All Green Monsters can agree our planet is freaking awesome, amazing and incredible. We all have a little bit of nature fanatic in us that yearns to check out the gorgeous sights and places that nature has to offer.
It is hard to sum up all these worldly places– there are too many! However, we are going try to highlight a few amazing places every nature lover needs to see. If you think these pictures are breath taking, just imagine what it would feel like to see these in person! Be prepared to have the urge to pack your bags after checking out these places below – they are pretty incredible.
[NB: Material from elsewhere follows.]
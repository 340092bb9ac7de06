// Library module for sigscan
// Re-exports modules for use in integration tests and the binary

pub mod hash;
In all of the excitement of your wanderlust, don’t forget to bring your camera.
1. Cueva de los Cristales or Cave of Crystals, Mexico
This gorgeous but toasty cave (112 Fahrenheit and 90-100 percent humidity) allows the growth of huge crystals. Only recently discovered in 2000 by two brothers who were drilling in a mine, the cave’s crystals can be several feet thick. Quite a sight to see!
2. Great Barrier Reef, Australia
The Great Barrier Reef has to be on a nature freak’s list of must-sees. This is one of the world’s largest living structures and it covers a span of about 1430 miles. This reef is big enough to be seen from outer space! According to the Great Barrier Reef Marine Park Authority, it contains 600 types of soft and hard corals, 100 species of jellyfish, 3000 varieties of mollusks, 500 species of worms, 1625 types of fish, 133 varieties of sharks and rays, and more than 30 species of whales and dolphins. Phew that’s quite a population! Who’s ready to grab their snorkeling gear?
3. Mosi-oa Tunya or Victoria Falls, Zambia, Zimbabwe
Located on the Zambezi River, Victoria Falls is over 1.25 miles wide. Some sections of the falls reach up to 354 feet tall – quite the drop. At an estimated age of two million years old, these falls bear the native title of Mosi-oa Tunya which is Kololo for “the smoke that thunders.” It was later renamed Victoria Falls by a Scottish explorer, we think the first name is much more fitting though. Be prepared to be awestruck ladies and gentlemen-nature is pretty sweet.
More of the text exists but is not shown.